2020年7月Vol.90 サクッと小噺
※小噺は過去分を随時アップしております。内容に時差がある場合もありますが、是非ご覧ください。
いつもピーディーアールをご利用いただき誠にありがとうございます。
お客様からご注文をいただくと、私はとてもとても嬉しいです。
なぜこんなに嬉しいのか? お金をいただけるから、はもちろんあるでしょう。しかし、お客様からいただくお金は、たとえば宝くじで当たるお金より嬉しいです。たとえば銀行の利息でもらうお金より嬉しいです。たとえば(今はもらえませんが子どもの頃は)お年玉としてもらうお金より嬉しいです。金額が同じなら価値も同じハズなのに、
何かが違う。何が違う?・・・私は時々こんなことを考えるのですが、先日ある人類学の本で「答え見つけたかも?!」と思う知見を得ました。その本に書いてあったことをご紹介します。
むかーしむかし、海近くの集落に住む人々は(以下、海人)魚をとって暮らしていました。山中の集落に住む人々は(以下、山人)木の実をとって暮らしていました。ある日、海人は魚を取り過ぎて余ってしまい、山人は木の実を取り過ぎて余ってしまいました。そして、すこし遠くに、自分たちとは別の食べ物をとって生きている人々がいることを知りました。海人は山へ向かい、山人は海へ向かい、彼らは出会って、お互いの過剰取得物を交換しました。食べ物のバラエティが広がって、海人も山人も幸せになりました。
これが、今まで考えられてきた「物々交換」ひいては「経済」の発祥物語でした。

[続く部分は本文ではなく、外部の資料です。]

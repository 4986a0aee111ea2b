//! Shelfkeeper Server - library catalog, membership and lending ledger
//!
//! REST API server backed by PostgreSQL.

use std::net::SocketAddr;
use std::sync::Arc;

use tracing_subscriber::{layer::SubscriberExt, util::SubscriberInitExt};

use shelfkeeper_server::{
    api,
    clock::SystemClock,
    config::AppConfig,
    repository::PgCatalogStore,
    services::{import::HttpCatalogSource, Services},
    AppState,
};

#[tokio::main]
async fn main() -> anyhow::Result<()> {
    // Load environment variables from .env file
    dotenvy::dotenv().ok();

    let config = AppConfig::load()?;

    init_tracing(&config);

    tracing::info!("Starting Shelfkeeper Server v{}", env!("CARGO_PKG_VERSION"));

    let store = PgCatalogStore::connect(&config.database).await?;
    let catalog_source = HttpCatalogSource::new(&config.catalog_import)?;

    let services = Services::new(
        Arc::new(store),
        Arc::new(SystemClock),
        Arc::new(catalog_source),
    );

    let addr = SocketAddr::new(config.server.host.parse()?, config.server.port);

    let state = AppState {
        services: Arc::new(services),
    };

    let app = api::create_router(state);

    tracing::info!("Server listening on http://{}", addr);

    let listener = tokio::net::TcpListener::bind(addr).await?;
    axum::serve(listener, app).await?;

    Ok(())
}

fn init_tracing(config: &AppConfig) {
    let filter = tracing_subscriber::EnvFilter::try_from_default_env().unwrap_or_else(|_| {
        format!(
            "shelfkeeper_server={},tower_http=debug",
            config.logging.level
        )
        .into()
    });

    let registry = tracing_subscriber::registry().with(filter);
    if config.logging.format == "json" {
        registry.with(tracing_subscriber::fmt::layer().json()).init();
    } else {
        registry.with(tracing_subscriber::fmt::layer()).init();
    }
}
//! Shelfkeeper Library Ledger
//!
//! Keeps a catalog of books, a registry of members and the ledger of
//! borrow/return transactions, exposed through a REST JSON API.

use std::sync::Arc;

pub mod api;
pub mod clock;
pub mod config;
pub mod error;
pub mod models;
pub mod repository;
pub mod services;
pub mod settlement;

pub use config::AppConfig;
pub use error::{AppError, AppResult};

/// Application state shared across all handlers
#[derive(Clone)]
pub struct AppState {
    pub services: Arc<services::Services>,
}
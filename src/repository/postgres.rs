//! PostgreSQL catalog store

use async_trait::async_trait;
use chrono::{DateTime, Utc};
use rust_decimal::Decimal;
use sqlx::{postgres::PgPoolOptions, Pool, Postgres};

use super::{books, members, transactions, CatalogStore, UnitOfWork};
use crate::{
    config::DatabaseConfig,
    error::AppResult,
    models::{Book, Member, MemberInput, Transaction},
};

/// Catalog store backed by a PostgreSQL connection pool
#[derive(Clone)]
pub struct PgCatalogStore {
    pool: Pool<Postgres>,
}

impl PgCatalogStore {
    pub fn new(pool: Pool<Postgres>) -> Self {
        Self { pool }
    }

    /// Connect to the configured database and apply pending migrations
    pub async fn connect(config: &DatabaseConfig) -> AppResult<Self> {
        let pool = PgPoolOptions::new()
            .max_connections(config.max_connections)
            .min_connections(config.min_connections)
            .connect(&config.url)
            .await?;

        tracing::info!("Connected to database");

        sqlx::migrate!("./migrations").run(&pool).await?;

        tracing::info!("Database migrations completed");

        Ok(Self::new(pool))
    }
}

#[async_trait]
impl CatalogStore for PgCatalogStore {
    async fn begin(&self) -> AppResult<Box<dyn UnitOfWork>> {
        let tx = self.pool.begin().await?;
        Ok(Box::new(PgUnitOfWork { tx }))
    }

    async fn ping(&self) -> AppResult<()> {
        sqlx::query("SELECT 1").execute(&self.pool).await?;
        Ok(())
    }
}

/// Unit of work wrapping a database transaction; rolled back on drop
pub struct PgUnitOfWork {
    tx: sqlx::Transaction<'static, Postgres>,
}

#[async_trait]
impl UnitOfWork for PgUnitOfWork {
    async fn list_books(&mut self) -> AppResult<Vec<Book>> {
        books::list(&mut self.tx).await
    }

    async fn search_books(&mut self, title: Option<&str>, author: Option<&str>) -> AppResult<Vec<Book>> {
        books::search(&mut self.tx, title, author).await
    }

    async fn find_book(&mut self, id: &str) -> AppResult<Option<Book>> {
        books::find(&mut self.tx, id).await
    }

    async fn insert_book(&mut self, book: &Book) -> AppResult<()> {
        books::insert(&mut self.tx, book).await
    }

    async fn replace_book(&mut self, current_id: &str, book: &Book) -> AppResult<()> {
        books::replace(&mut self.tx, current_id, book).await
    }

    async fn delete_book(&mut self, id: &str) -> AppResult<()> {
        books::delete(&mut self.tx, id).await
    }

    async fn take_copy(&mut self, book_id: &str) -> AppResult<bool> {
        books::take_copy(&mut self.tx, book_id).await
    }

    async fn restore_copy(&mut self, book_id: &str) -> AppResult<bool> {
        books::restore_copy(&mut self.tx, book_id).await
    }

    async fn count_book_transactions(&mut self, book_id: &str) -> AppResult<i64> {
        books::count_transactions(&mut self.tx, book_id).await
    }

    async fn list_members(&mut self) -> AppResult<Vec<Member>> {
        members::list(&mut self.tx).await
    }

    async fn find_member(&mut self, id: i32) -> AppResult<Option<Member>> {
        members::find_for_update(&mut self.tx, id).await
    }

    async fn insert_member(&mut self, input: &MemberInput) -> AppResult<Member> {
        members::insert(&mut self.tx, input).await
    }

    async fn update_member_contact(&mut self, id: i32, input: &MemberInput) -> AppResult<bool> {
        members::update_contact(&mut self.tx, id, input).await
    }

    async fn update_member_balance(
        &mut self,
        id: i32,
        outstanding_debt: Decimal,
        amount_spent: Decimal,
    ) -> AppResult<()> {
        members::update_balance(&mut self.tx, id, outstanding_debt, amount_spent).await
    }

    async fn delete_member(&mut self, id: i32) -> AppResult<()> {
        members::delete(&mut self.tx, id).await
    }

    async fn count_member_transactions(&mut self, member_id: i32) -> AppResult<i64> {
        members::count_transactions(&mut self.tx, member_id).await
    }

    async fn list_transactions(&mut self) -> AppResult<Vec<Transaction>> {
        transactions::list(&mut self.tx).await
    }

    async fn find_transaction(&mut self, id: i32) -> AppResult<Option<Transaction>> {
        transactions::find_for_update(&mut self.tx, id).await
    }

    async fn insert_transaction(
        &mut self,
        book_id: &str,
        member_id: i32,
        per_day_fee: Decimal,
        borrowed_on: DateTime<Utc>,
    ) -> AppResult<Transaction> {
        transactions::insert(&mut self.tx, book_id, member_id, per_day_fee, borrowed_on).await
    }

    async fn settle_transaction(
        &mut self,
        id: i32,
        returned_on: DateTime<Utc>,
        total_charge: Decimal,
        amount_paid: Decimal,
    ) -> AppResult<bool> {
        transactions::settle(&mut self.tx, id, returned_on, total_charge, amount_paid).await
    }

    async fn commit(self: Box<Self>) -> AppResult<()> {
        self.tx.commit().await?;
        Ok(())
    }
}
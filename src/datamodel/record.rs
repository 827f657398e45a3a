use super::cell::CellValue;
use serde::ser::{Serialize, SerializeMap, Serializer};

/// A row keyed by column name, in insertion order.
///
/// Serialized as a JSON object whose keys keep that order.
#[derive(Debug, Clone, PartialEq, Default)]
pub struct Record {
    fields: Vec<(String, CellValue)>,
}

impl Record {
    pub fn new() -> Self {
        Self::default()
    }

    pub fn with(mut self, name: impl Into<String>, value: CellValue) -> Self {
        self.insert(name, value);
        self
    }

    /// Replaces the value when the key already exists.
    pub fn insert(&mut self, name: impl Into<String>, value: CellValue) {
        let name = name.into();
        match self.fields.iter_mut().find(|(key, _)| *key == name) {
            Some((_, slot)) => *slot = value,
            None => self.fields.push((name, value)),
        }
    }

    pub fn get(&self, name: &str) -> Option<&CellValue> {
        self.fields
            .iter()
            .find(|(key, _)| key == name)
            .map(|(_, value)| value)
    }

    pub fn len(&self) -> usize {
        self.fields.len()
    }

    pub fn is_empty(&self) -> bool {
        self.fields.is_empty()
    }

    pub fn iter(&self) -> impl Iterator<Item = (&str, &CellValue)> {
        self.fields.iter().map(|(key, value)| (key.as_str(), value))
    }
}

impl Serialize for Record {
    fn serialize<S>(&self, serializer: S) -> Result<S::Ok, S::Error>
    where
        S: Serializer,
    {
        let mut map = serializer.serialize_map(Some(self.fields.len()))?;
        for (key, value) in &self.fields {
            map.serialize_entry(key, value)?;
        }
        map.end()
    }
}
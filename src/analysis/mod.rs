pub mod aggregate;
pub mod chart;
pub mod engine;
pub mod format;
pub mod insight;
pub mod options;
pub mod planner;
pub mod selection;
pub mod strategies;
pub mod summary;

pub use engine::{AnalysisResult, analyze, analyze_bytes};
pub use options::{AnalysisOptions, SelectionPolicy};
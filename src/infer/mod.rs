pub mod columns;
pub mod datetime;
pub mod normalize;
pub mod parsing;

しかし、先日読んだその本は「動機と行動が逆」と論じます。物が余ったから交換したのではなく、交換したいから過剰にとったのだ、と。そして、人間は交換する事そのものが楽しいのだ、と。
その本は続けます。「交換」とは、自分と相手がいなければ成り立ちません。交換に応じるとは、相手が自分の存在を認めてくれたことでもあります。少し話が脱線しますが、物の交換ではなく、会話の交換について例を述べます。精神病を患う患者さんたちは、「私は日本人です」「あなたは日本人なんですね」「私は女です」「あなたは女なんですね」という会話をするだけでも、病気の快復に役立つそうです。全く無意味な会話に聞こえますが、自分が言ったことを繰り返してもらう=自分の存在を認めてもらう、だけでも、人は嬉しいのです。そういえば、精神病の患者さんに限らず、カップルの会話も似たようなものかもしれません。「楽しいね」「うん、楽しいね」「美味しいね」「うん、美味しいね」のように。

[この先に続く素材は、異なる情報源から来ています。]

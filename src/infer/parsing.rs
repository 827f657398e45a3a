use crate::datamodel::CellValue;
use nom::{
    IResult, Parser,
    character::complete::multispace0,
    combinator::eof,
    number::complete::double,
    sequence::{delimited, terminated},
};

/// Characters removed from a value before the numeric test.
#[derive(Debug, Clone, PartialEq)]
pub struct NumericFormat {
    pub currency_symbols: Vec<char>,
    pub thousands_separators: Vec<char>,
}

impl Default for NumericFormat {
    fn default() -> Self {
        Self {
            currency_symbols: vec!['$'],
            thousands_separators: vec![','],
        }
    }
}

impl NumericFormat {
    fn is_stripped(&self, c: char) -> bool {
        self.currency_symbols.contains(&c) || self.thousands_separators.contains(&c)
    }
}

pub fn parse_float(data: &str) -> IResult<&str, f64> {
    // We use the "double" parser from nom, that returns a f64.
    // Surrounding whitespace is accepted, trailing garbage is not.
    terminated(delimited(multispace0, double, multispace0), eof).parse(data)
}

/// A bare numeric literal, as a delimited-text parser would type it.
///
/// `"1,200"` or `"$950"` are not literals, they stay text until the
/// normalizer strips them.
pub fn parse_number_literal(data: &str) -> Option<f64> {
    match parse_float(data) {
        Ok((_, value)) if value.is_finite() => Some(value),
        _ => None,
    }
}

pub fn strip_numeric_decorations(data: &str, format: &NumericFormat) -> String {
    data.chars().filter(|c| !format.is_stripped(*c)).collect()
}

pub fn parse_numeric_text(data: &str, format: &NumericFormat) -> Option<f64> {
    let cleaned = strip_numeric_decorations(data, format);
    if cleaned.trim().is_empty() {
        return None;
    }
    parse_number_literal(&cleaned)
}

pub fn parse_numeric_cell(cell: &CellValue, format: &NumericFormat) -> Option<f64> {
    match cell {
        CellValue::Number(value) if value.is_finite() => Some(*value),
        CellValue::Number(_) | CellValue::Missing => None,
        CellValue::Text(text) => parse_numeric_text(text, format),
    }
}

pub fn is_numeric(cell: &CellValue, format: &NumericFormat) -> bool {
    parse_numeric_cell(cell, format).is_some()
}
use serde::{Serialize, Serializer};
use std::fmt;

/// A single raw scalar of a dataset.
///
/// Parsers produce `Number` only for unambiguous numeric literals,
/// everything else stays `Text` until the normalizer decides otherwise.
#[derive(Debug, Clone, PartialEq)]
pub enum CellValue {
    Number(f64),
    Text(String),
    Missing,
}

impl CellValue {
    pub fn is_missing(&self) -> bool {
        matches!(self, CellValue::Missing)
    }

    pub fn as_number(&self) -> Option<f64> {
        match self {
            CellValue::Number(value) => Some(*value),
            _ => None,
        }
    }

    pub fn as_text(&self) -> Option<&str> {
        match self {
            CellValue::Text(text) => Some(text.as_str()),
            _ => None,
        }
    }
}

impl fmt::Display for CellValue {
    fn fmt(&self, f: &mut fmt::Formatter<'_>) -> fmt::Result {
        match self {
            CellValue::Number(value) => write!(f, "{}", value),
            CellValue::Text(text) => f.write_str(text),
            CellValue::Missing => Ok(()),
        }
    }
}

// Numbers as JSON numbers, text as strings, missing as null.
impl Serialize for CellValue {
    fn serialize<S>(&self, serializer: S) -> Result<S::Ok, S::Error>
    where
        S: Serializer,
    {
        match self {
            CellValue::Number(value) => serializer.serialize_f64(*value),
            CellValue::Text(text) => serializer.serialize_str(text),
            CellValue::Missing => serializer.serialize_none(),
        }
    }
}

impl From<f64> for CellValue {
    fn from(value: f64) -> Self {
        CellValue::Number(value)
    }
}

impl From<&str> for CellValue {
    fn from(value: &str) -> Self {
        CellValue::Text(value.to_string())
    }
}

impl From<String> for CellValue {
    fn from(value: String) -> Self {
        CellValue::Text(value)
    }
}

#[cfg(test)]
mod tests {
    use super::*;

    #[test]
    fn test_display() {
        assert_eq!(CellValue::Number(45000.0).to_string(), "45000");
        assert_eq!(CellValue::Number(1.5).to_string(), "1.5");
        assert_eq!(CellValue::from("Jan").to_string(), "Jan");
        assert_eq!(CellValue::Missing.to_string(), "");
    }

    #[test]
    fn test_serialize() {
        let cells = vec![
            CellValue::Number(12.5),
            CellValue::from("abc"),
            CellValue::Missing,
        ];
        let json = serde_json::to_string(&cells).unwrap();
        assert_eq!(json, r#"[12.5,"abc",null]"#);
    }

    #[test]
    fn test_accessors() {
        assert_eq!(CellValue::Number(3.0).as_number(), Some(3.0));
        assert_eq!(CellValue::from("3").as_number(), None);
        assert_eq!(CellValue::from("x").as_text(), Some("x"));
        assert!(CellValue::Missing.is_missing());
        assert!(!CellValue::from("").is_missing());
    }
}
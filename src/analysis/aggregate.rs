use crate::datamodel::{CellValue, Dataset};
use indexmap::IndexMap;

/// Label of the group collecting rows without a category.
pub const UNKNOWN_CATEGORY: &str = "Unknown";

#[derive(Debug, Clone, PartialEq)]
pub struct CategoryTotal {
    pub name: String,
    pub total: f64,
}

fn category_name(cell: &CellValue) -> String {
    match cell {
        CellValue::Missing => UNKNOWN_CATEGORY.to_string(),
        CellValue::Text(text) if text.trim().is_empty() => UNKNOWN_CATEGORY.to_string(),
        other => other.to_string(),
    }
}

/// Sums `value_index` per distinct value of `category_index`.
///
/// Groups come out in the order they are first met. Cells that are not
/// numbers add nothing.
pub fn group_sum(dataset: &Dataset, category_index: usize, value_index: usize) -> Vec<CategoryTotal> {
    let mut totals: IndexMap<String, f64> = IndexMap::new();
    for row in dataset.rows() {
        let value = row[value_index].as_number().unwrap_or(0.0);
        *totals.entry(category_name(&row[category_index])).or_insert(0.0) += value;
    }
    totals
        .into_iter()
        .map(|(name, total)| CategoryTotal { name, total })
        .collect()
}

/// Largest totals first, equal totals keep their encounter order.
pub fn top_n(mut groups: Vec<CategoryTotal>, n: usize) -> Vec<CategoryTotal> {
    groups.sort_by(|a, b| b.total.total_cmp(&a.total));
    groups.truncate(n);
    groups
}

pub fn grand_total(groups: &[CategoryTotal]) -> f64 {
    groups.iter().map(|group| group.total).sum()
}

#[cfg(test)]
mod tests {
    use super::*;

    fn dataset() -> Dataset {
        Dataset::new(
            vec!["region".to_string(), "sales".to_string()],
            vec![
                vec![CellValue::from("North"), CellValue::Number(10.0)],
                vec![CellValue::from("South"), CellValue::Number(30.0)],
                vec![CellValue::from("North"), CellValue::Number(25.0)],
                vec![CellValue::Missing, CellValue::Number(5.0)],
                vec![CellValue::from("East"), CellValue::from("n/a")],
                vec![CellValue::from("West"), CellValue::Number(30.0)],
            ],
        )
        .unwrap()
    }

    #[test]
    fn test_group_sum() {
        let groups = group_sum(&dataset(), 0, 1);
        let names = groups.iter().map(|g| g.name.as_str()).collect::<Vec<_>>();
        assert_eq!(names, vec!["North", "South", "Unknown", "East", "West"]);
        assert_eq!(groups[0].total, 35.0);
        assert_eq!(groups[2].total, 5.0);
        assert_eq!(groups[3].total, 0.0);
        assert_eq!(grand_total(&groups), 100.0);
    }

    #[test]
    fn test_top_n_is_stable() {
        let top = top_n(group_sum(&dataset(), 0, 1), 3);
        let names = top.iter().map(|g| g.name.as_str()).collect::<Vec<_>>();
        assert_eq!(names, vec!["North", "South", "West"]);

        let all = top_n(group_sum(&dataset(), 0, 1), 10);
        assert_eq!(all.len(), 5);
        assert!(all.windows(2).all(|pair| pair[0].total >= pair[1].total));
    }

    #[test]
    fn test_group_sum_many_categories() {
        let rows = (0..50_000)
            .map(|i| {
                vec![
                    CellValue::from(format!("id-{}", i % 25_000)),
                    CellValue::Number(1.0),
                ]
            })
            .collect();
        let dataset = Dataset::new(vec!["id".to_string(), "v".to_string()], rows).unwrap();

        let groups = group_sum(&dataset, 0, 1);
        assert_eq!(groups.len(), 25_000);
        assert_eq!(groups[0].name, "id-0");
        assert_eq!(groups[24_999].name, "id-24999");
        assert!(groups.iter().all(|group| group.total == 2.0));
    }

    #[test]
    fn test_numeric_category() {
        let dataset = Dataset::new(
            vec!["year".to_string(), "sales".to_string()],
            vec![vec![CellValue::Number(2024.0), CellValue::Number(1.0)]],
        )
        .unwrap();
        assert_eq!(group_sum(&dataset, 0, 1)[0].name, "2024");
    }
}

また、物が移動を続けるだけで、何も生み出さない交換の例について。ボールを壁に向かって投げて、跳ね返ってきたボールを受け止める。これは「運動」です。
しかし、ボールを誰かに向かって投げて、誰かが受け取ったボールを投げ返してくれたら、それは「遊び」や「無言の会話」に成りえます。だからこそ、キャッチボールは父子のコミュニケ―ションの象徴のように考えられているのでしょう。たとえ何も話さなかったとしても、キャッチボールを続ける2人の間には、何かしらの交流が生まれます。なぜならば、相手がいなければ、成立しない行為だからです。物理的な生産物は何も生まれていないのに、ボールを交換し続けるだけで、人は「楽しい」のです。
さて、冒頭の話に戻ります。私が、お客様からご注文をいただいて大変嬉しいのは、「投げたボールが返ってきた」と感じるからではないかと思うのです。たとえば「私が作った歯ブラシどうですかー?」と問いかけたら、「いいね!」と返ってきた…これがご注文ではないでしょうか。ご注文を承った時、いただいたのは「お金」だけではなく、「キミの働きを認める」という認証です。お金と歯ブラシを交換しただけではないのです。このように考えると、ご注文が、宝くじや利息やお年玉より嬉しい理由がストンと腑に落ちます。
仕事を一生懸命していれば、ご注文を承ったらとても嬉しいです。しかし実は、仕事の手を抜いたとしても(私は抜いていませんが)、ご注文が来たら嬉しいという人が大半だと思います。それは「交換(自分と相手がいなければ成立しない行為)が楽しい」という、人間の性ではないでしょうか。